The ReLU function is used for the first two layers to output either 0 or the input value, whichever is higher. The softmax function is applied to the output of the third layer to obtain a probability distribution over the 10 possible digits.
During forward propagation (forward_prop
), the input vector (a flattened MNIST 28x28 image) is passed through the network, undergoing linear transformations (i.e dot product) and non-linear activations.
The training process uses mini-batch gradient descent, as defined in the gradient_descent
function. In each epoch, the dataset is shuffled and divided into mini-batches.

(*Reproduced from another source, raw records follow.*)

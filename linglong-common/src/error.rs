//! Shared diagnostic type for the UAB runtime and the OCI generator pipeline.
//!
//! Mirrors the error-kind taxonomy in the design: malformed input, integrity
//! violations, missing environment, syscall failure, contract violation and
//! permission problems all flow through the same enum so callers can match
//! on `kind()` without caring which subsystem raised it.

use std::fmt;

#[derive(Debug, Clone, Copy, PartialEq, Eq)]
pub enum ErrorKind {
    /// Missing ELF section, JSON parse failure, wrong ociVersion.
    Malformed,
    /// SHA-256 digest mismatch between metadata and bundle bytes.
    Integrity,
    /// No XDG_RUNTIME_DIR/writable /tmp, ll-cli absent from PATH, etc.
    Environment,
    /// fork/execv/realpath/stat/mount/sendmsg/recvmsg failed.
    Syscall,
    /// Duplicate env-var emission, stage ran on the wrong ociVersion, etc.
    Contract,
    /// Path exists but isn't owned by / accessible to the current user.
    Permission,
}

#[derive(Debug, thiserror::Error)]
pub struct Error {
    kind: ErrorKind,
    message: String,
}

impl Error {
    pub fn new(kind: ErrorKind, message: impl Into<String>) -> Self {
        Self {
            kind,
            message: message.into(),
        }
    }

    pub fn malformed(message: impl Into<String>) -> Self {
        Self::new(ErrorKind::Malformed, message)
    }

    pub fn integrity(message: impl Into<String>) -> Self {
        Self::new(ErrorKind::Integrity, message)
    }

    pub fn environment(message: impl Into<String>) -> Self {
        Self::new(ErrorKind::Environment, message)
    }

    pub fn syscall(message: impl Into<String>) -> Self {
        Self::new(ErrorKind::Syscall, message)
    }

    pub fn contract(message: impl Into<String>) -> Self {
        Self::new(ErrorKind::Contract, message)
    }

    pub fn permission(message: impl Into<String>) -> Self {
        Self::new(ErrorKind::Permission, message)
    }

    pub fn kind(&self) -> ErrorKind {
        self.kind
    }

    /// Wraps the last `errno` into a syscall error, the way the original
    /// CLI tacks `strerror(errno)` onto every failed libc call.
    pub fn from_errno(context: &str) -> Self {
        let errno = std::io::Error::last_os_error();
        Self::syscall(format!("{context}: {errno}"))
    }
}

impl fmt::Display for Error {
    fn fmt(&self, f: &mut fmt::Formatter<'_>) -> fmt::Result {
        write!(f, "{:?}: {}", self.kind, self.message)
    }
}

impl From<std::io::Error> for Error {
    fn from(e: std::io::Error) -> Self {
        Error::syscall(e.to_string())
    }
}

impl From<serde_json::Error> for Error {
    fn from(e: serde_json::Error) -> Self {
        Error::malformed(e.to_string())
    }
}

pub type Result<T> = std::result::Result<T, Error>;
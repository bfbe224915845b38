//! Thin driver for manually exercising the OCI config generator pipeline
//! outside of a real container launch — feeds in annotations, runs a
//! chosen subset of stages (default: all of them, in order), and prints
//! the resulting config.

use clap::Parser;
use oci_gen::{Config, Stage};

#[derive(Parser, Debug)]
#[command(version, about = "Run the linglong OCI config generator pipeline", long_about = None)]
struct Args {
    /// Path to a base OCI config JSON file; defaults to the 05-initialize skeleton.
    #[arg(long)]
    input: Option<std::path::PathBuf>,

    /// `key=value` annotation to set on the base config before running stages.
    /// May be given multiple times.
    #[arg(long = "annotation", value_parser = parse_annotation)]
    annotations: Vec<(String, String)>,

    /// Stage name to run (e.g. `20-devices`); may be given multiple times.
    /// Defaults to every builtin stage in order.
    #[arg(long = "stage")]
    stages: Vec<String>,
}

fn parse_annotation(raw: &str) -> Result<(String, String), String> {
    raw.split_once('=')
        .map(|(k, v)| (k.to_string(), v.to_string()))
        .ok_or_else(|| format!("expected key=value, got {raw:?}"))
}

fn main() {
    env_logger::init();
    let args = Args::parse();

    let mut config = match &args.input {
        Some(path) => {
            let contents = std::fs::read_to_string(path)
                .unwrap_or_else(|e| fatal(&format!("failed to read {}: {e}", path.display())));
            Config::from_json_str(&contents).unwrap_or_else(|e| fatal(&e.to_string()))
        }
        None => Config::from_json_str(r#"{"ociVersion":"1.0.1"}"#).unwrap_or_else(|e| fatal(&e.to_string())),
    };

    for (key, value) in &args.annotations {
        config.set_annotation(key, value.clone());
    }

    let all_stages = oci_gen::builtin_stages();
    let selected: Vec<Box<dyn Stage>> = if args.stages.is_empty() {
        all_stages
    } else {
        all_stages.into_iter().filter(|s| args.stages.iter().any(|name| name == s.name())).collect()
    };

    if let Err((stage, err)) = oci_gen::run_pipeline(&mut config, &selected) {
        fatal(&format!("stage {stage} failed: {err}"));
    }

    match config.to_spec().and_then(|spec| Ok(serde_json::to_string_pretty(&spec)?)) {
        Ok(json) => println!("{json}"),
        Err(e) => fatal(&format!("failed to serialize result: {e}")),
    }
}

fn fatal(message: &str) -> ! {
    eprintln!("{message}");
    std::process::exit(1);
}
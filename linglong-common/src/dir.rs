//! Well-known path helpers, mirroring `linglong::common::dir` /
//! `linglong::common::xdg` from the original implementation.

use std::path::{Path, PathBuf};

use crate::error::{Error, Result};

/// `$XDG_RUNTIME_DIR`, falling back to `/tmp` when unset (spec §4.1.5).
pub fn xdg_runtime_dir() -> PathBuf {
    std::env::var_os("XDG_RUNTIME_DIR")
        .map(PathBuf::from)
        .unwrap_or_else(|| PathBuf::from("/tmp"))
}

/// The user's linglong runtime root, `$XDG_RUNTIME_DIR/linglong`.
pub fn runtime_dir() -> PathBuf {
    xdg_runtime_dir().join("linglong")
}

pub fn app_runtime_dir(app_id: &str) -> PathBuf {
    runtime_dir().join("apps").join(app_id)
}

pub fn bundle_dir(container_id: &str) -> PathBuf {
    runtime_dir().join(container_id)
}

/// Ephemeral UAB mount point, `$XDG_RUNTIME_DIR/linglong/UAB/<uuid>`.
pub fn uab_mount_point(uuid: &str) -> PathBuf {
    runtime_dir().join("UAB").join(uuid)
}

/// `realpath(3)` wrapper that turns failures into our error type, matching
/// `resolveRealPath` in the original `uab` entrypoint.
pub fn resolve_real_path(source: impl AsRef<Path>) -> Result<PathBuf> {
    std::fs::canonicalize(source.as_ref())
        .map_err(|e| Error::syscall(format!("failed to resolve path: {e}")))
}

/// `getpwuid_r`-backed username lookup, matching
/// `linglong::utils::namespace::detail::getUserName`.
pub fn current_user_name(uid: nix::unistd::Uid) -> Result<String> {
    nix::unistd::User::from_uid(uid)
        .map_err(|e| Error::syscall(format!("getpwuid failed: {e}")))?
        .map(|user| user.name)
        .ok_or_else(|| Error::environment(format!("no passwd entry for uid {uid}")))
}

#[cfg(test)]
mod tests {
    use super::*;

    #[test]
    fn runtime_dir_falls_back_to_tmp() {
        let saved = std::env::var_os("XDG_RUNTIME_DIR");
        unsafe { std::env::remove_var("XDG_RUNTIME_DIR") };
        assert_eq!(xdg_runtime_dir(), PathBuf::from("/tmp"));
        if let Some(v) = saved {
            unsafe { std::env::set_var("XDG_RUNTIME_DIR", v) };
        }
    }

    #[test]
    fn uab_mount_point_is_scoped_by_uuid() {
        unsafe { std::env::set_var("XDG_RUNTIME_DIR", "/run/user/1000") };
        let mp = uab_mount_point("abc-123");
        assert_eq!(mp, PathBuf::from("/run/user/1000/linglong/UAB/abc-123"));
    }
}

For each batch, forward propagation is performed, followed by backward propagation (backward_prop
), where the gradient of the loss - with respect to each parameter - is calculated using the chain rule. These gradients are used to update the parameters in the update_params
function with the aim of minimizing the loss. The get_accuracy
function calculates the prediction accuracy of the current model against the mini-batch labels.
The one_hot
function encodes labels (e.g 4 - representing the number in the image) as a one-hot representation (e.g [0,0,0,1,0,0...]
) for computing the loss from the softmax probabilities. Finally, after training for a specified number of epochs, the model's weights and biases are returned, which can be used for making predictions on new data.